§ **Your task**:
Word for word, set down every record that appears below.

Segment Open

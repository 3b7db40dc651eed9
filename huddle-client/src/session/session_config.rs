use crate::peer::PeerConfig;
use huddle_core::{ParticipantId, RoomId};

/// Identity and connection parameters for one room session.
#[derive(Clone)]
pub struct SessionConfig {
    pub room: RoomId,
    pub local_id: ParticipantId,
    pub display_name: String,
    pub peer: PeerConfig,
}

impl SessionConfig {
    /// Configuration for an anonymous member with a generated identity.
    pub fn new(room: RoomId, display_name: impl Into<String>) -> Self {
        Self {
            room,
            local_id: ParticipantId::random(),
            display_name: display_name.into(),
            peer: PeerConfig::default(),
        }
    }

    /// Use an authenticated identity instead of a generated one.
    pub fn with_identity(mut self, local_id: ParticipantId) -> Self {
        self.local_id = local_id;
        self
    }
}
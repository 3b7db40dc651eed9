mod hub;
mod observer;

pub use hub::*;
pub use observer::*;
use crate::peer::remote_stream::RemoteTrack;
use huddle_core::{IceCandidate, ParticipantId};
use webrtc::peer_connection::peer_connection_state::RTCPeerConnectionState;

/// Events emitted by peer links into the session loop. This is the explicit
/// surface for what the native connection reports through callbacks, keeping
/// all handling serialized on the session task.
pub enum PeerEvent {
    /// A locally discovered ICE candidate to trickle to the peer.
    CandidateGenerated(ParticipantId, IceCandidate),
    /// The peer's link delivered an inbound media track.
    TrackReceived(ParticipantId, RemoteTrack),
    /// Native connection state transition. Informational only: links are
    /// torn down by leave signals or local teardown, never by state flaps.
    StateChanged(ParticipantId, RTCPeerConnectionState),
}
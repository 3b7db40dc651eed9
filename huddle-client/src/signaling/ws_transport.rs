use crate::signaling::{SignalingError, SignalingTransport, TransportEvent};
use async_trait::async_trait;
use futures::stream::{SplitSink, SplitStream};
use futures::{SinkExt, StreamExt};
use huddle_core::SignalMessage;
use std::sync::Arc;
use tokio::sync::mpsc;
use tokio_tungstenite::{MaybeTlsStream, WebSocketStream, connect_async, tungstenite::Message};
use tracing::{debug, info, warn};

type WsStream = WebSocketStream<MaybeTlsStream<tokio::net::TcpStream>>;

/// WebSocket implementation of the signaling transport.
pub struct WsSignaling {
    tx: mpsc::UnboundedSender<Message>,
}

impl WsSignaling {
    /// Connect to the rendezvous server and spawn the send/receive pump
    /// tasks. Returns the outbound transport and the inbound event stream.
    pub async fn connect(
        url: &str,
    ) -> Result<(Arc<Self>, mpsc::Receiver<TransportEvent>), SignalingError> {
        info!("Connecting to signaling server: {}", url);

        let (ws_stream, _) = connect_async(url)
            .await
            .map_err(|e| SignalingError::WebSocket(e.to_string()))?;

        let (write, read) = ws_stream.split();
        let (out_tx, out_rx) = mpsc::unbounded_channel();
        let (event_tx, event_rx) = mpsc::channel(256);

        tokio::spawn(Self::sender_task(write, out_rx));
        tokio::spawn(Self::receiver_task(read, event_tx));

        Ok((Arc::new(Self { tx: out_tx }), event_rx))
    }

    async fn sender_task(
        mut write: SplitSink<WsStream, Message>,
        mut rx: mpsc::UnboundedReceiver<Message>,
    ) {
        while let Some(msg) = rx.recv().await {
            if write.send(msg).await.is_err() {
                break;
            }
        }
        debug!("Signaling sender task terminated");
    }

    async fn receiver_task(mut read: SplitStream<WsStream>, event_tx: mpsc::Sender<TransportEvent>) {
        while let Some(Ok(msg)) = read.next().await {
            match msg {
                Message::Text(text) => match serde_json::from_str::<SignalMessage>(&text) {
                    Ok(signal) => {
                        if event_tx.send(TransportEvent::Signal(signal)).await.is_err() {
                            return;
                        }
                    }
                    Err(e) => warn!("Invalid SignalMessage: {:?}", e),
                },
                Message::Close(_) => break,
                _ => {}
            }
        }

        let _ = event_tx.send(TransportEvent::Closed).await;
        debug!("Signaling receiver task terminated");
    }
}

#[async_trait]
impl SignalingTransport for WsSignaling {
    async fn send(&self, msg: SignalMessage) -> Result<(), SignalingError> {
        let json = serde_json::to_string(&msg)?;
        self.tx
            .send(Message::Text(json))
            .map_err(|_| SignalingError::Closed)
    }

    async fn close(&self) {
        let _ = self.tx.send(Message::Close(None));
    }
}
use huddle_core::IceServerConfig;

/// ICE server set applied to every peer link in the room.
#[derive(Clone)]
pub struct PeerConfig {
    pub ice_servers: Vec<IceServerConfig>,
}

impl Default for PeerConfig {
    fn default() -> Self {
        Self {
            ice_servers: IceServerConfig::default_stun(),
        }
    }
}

Segment Closed

§ **Output for this exercise**:
repository 3b7db40dc651eed9
filename huddle-client/src/session/session_config.rs
use crate::peer::PeerConfig;
use huddle_core::{ParticipantId, RoomId};

/// Identity and connection parameters for one room session.
#[derive(Clone)]
pub struct SessionConfig {
    pub room: RoomId,
    pub local_id: ParticipantId,
    pub display_name: String,
    pub peer: PeerConfig,
}

impl SessionConfig {
    /// Configuration for an anonymous member with a generated identity.
    pub fn new(room: RoomId, display_name: impl Into<String>) -> Self {
        Self {
            room,
            local_id: ParticipantId::random(),
            display_name: display_name.into(),
            peer: PeerConfig::default(),
        }
    }

    /// Use an authenticated identity instead of a generated one.
    pub fn with_identity(mut self, local_id: ParticipantId) -> Self {
        self.local_id = local_id;
        self
    }
}
repository 3b7db40dc651eed9
mod hub;
mod observer;

pub use hub::*;
pub use observer::*;
use crate::peer::remote_stream::RemoteTrack;
use huddle_core::{IceCandidate, ParticipantId};
use webrtc::peer_connection::peer_connection_state::RTCPeerConnectionState;

/// Events emitted by peer links into the session loop. This is the explicit
/// surface for what the native connection reports through callbacks, keeping
/// all handling serialized on the session task.
pub enum PeerEvent {
    /// A locally discovered ICE candidate to trickle to the peer.
    CandidateGenerated(ParticipantId, IceCandidate),
    /// The peer's link delivered an inbound media track.
    TrackReceived(ParticipantId, RemoteTrack),
    /// Native connection state transition. Informational only: links are
    /// torn down by leave signals or local teardown, never by state flaps.
    StateChanged(ParticipantId, RTCPeerConnectionState),
}
repository 3b7db40dc651eed9
filename huddle-client/src/signaling/ws_transport.rs
use crate::signaling::{SignalingError, SignalingTransport, TransportEvent};
use async_trait::async_trait;
use futures::stream::{SplitSink, SplitStream};
use futures::{SinkExt, StreamExt};
use huddle_core::SignalMessage;
use std::sync::Arc;
use tokio::sync::mpsc;
use tokio_tungstenite::{MaybeTlsStream, WebSocketStream, connect_async, tungstenite::Message};
use tracing::{debug, info, warn};

type WsStream = WebSocketStream<MaybeTlsStream<tokio::net::TcpStream>>;

/// WebSocket implementation of the signaling transport.
pub struct WsSignaling {
    tx: mpsc::UnboundedSender<Message>,
}

impl WsSignaling {
    /// Connect to the rendezvous server and spawn the send/receive pump
    /// tasks. Returns the outbound transport and the inbound event stream.
    pub async fn connect(
        url: &str,
    ) -> Result<(Arc<Self>, mpsc::Receiver<TransportEvent>), SignalingError> {
        info!("Connecting to signaling server: {}", url);

        let (ws_stream, _) = connect_async(url)
            .await
            .map_err(|e| SignalingError::WebSocket(e.to_string()))?;

        let (write, read) = ws_stream.split();
        let (out_tx, out_rx) = mpsc::unbounded_channel();
        let (event_tx, event_rx) = mpsc::channel(256);

        tokio::spawn(Self::sender_task(write, out_rx));
        tokio::spawn(Self::receiver_task(read, event_tx));

        Ok((Arc::new(Self { tx: out_tx }), event_rx))
    }

    async fn sender_task(
        mut write: SplitSink<WsStream, Message>,
        mut rx: mpsc::UnboundedReceiver<Message>,
    ) {
        while let Some(msg) = rx.recv().await {
            if write.send(msg).await.is_err() {
                break;
            }
        }
        debug!("Signaling sender task terminated");
    }

    async fn receiver_task(mut read: SplitStream<WsStream>, event_tx: mpsc::Sender<TransportEvent>) {
        while let Some(Ok(msg)) = read.next().await {
            match msg {
                Message::Text(text) => match serde_json::from_str::<SignalMessage>(&text) {
                    Ok(signal) => {
                        if event_tx.send(TransportEvent::Signal(signal)).await.is_err() {
                            return;
                        }
                    }
                    Err(e) => warn!("Invalid SignalMessage: {:?}", e),
                },
                Message::Close(_) => break,
                _ => {}
            }
        }

        let _ = event_tx.send(TransportEvent::Closed).await;
        debug!("Signaling receiver task terminated");
    }
}

#[async_trait]
impl SignalingTransport for WsSignaling {
    async fn send(&self, msg: SignalMessage) -> Result<(), SignalingError> {
        let json = serde_json::to_string(&msg)?;
        self.tx
            .send(Message::Text(json))
            .map_err(|_| SignalingError::Closed)
    }

    async fn close(&self) {
        let _ = self.tx.send(Message::Close(None));
    }
}
use huddle_core::IceServerConfig;

/// ICE server set applied to every peer link in the room.
#[derive(Clone)]
pub struct PeerConfig {
    pub ice_servers: Vec<IceServerConfig>,
}

impl Default for PeerConfig {
    fn default() -> Self {
        Self {
            ice_servers: IceServerConfig::default_stun(),
        }
    }
}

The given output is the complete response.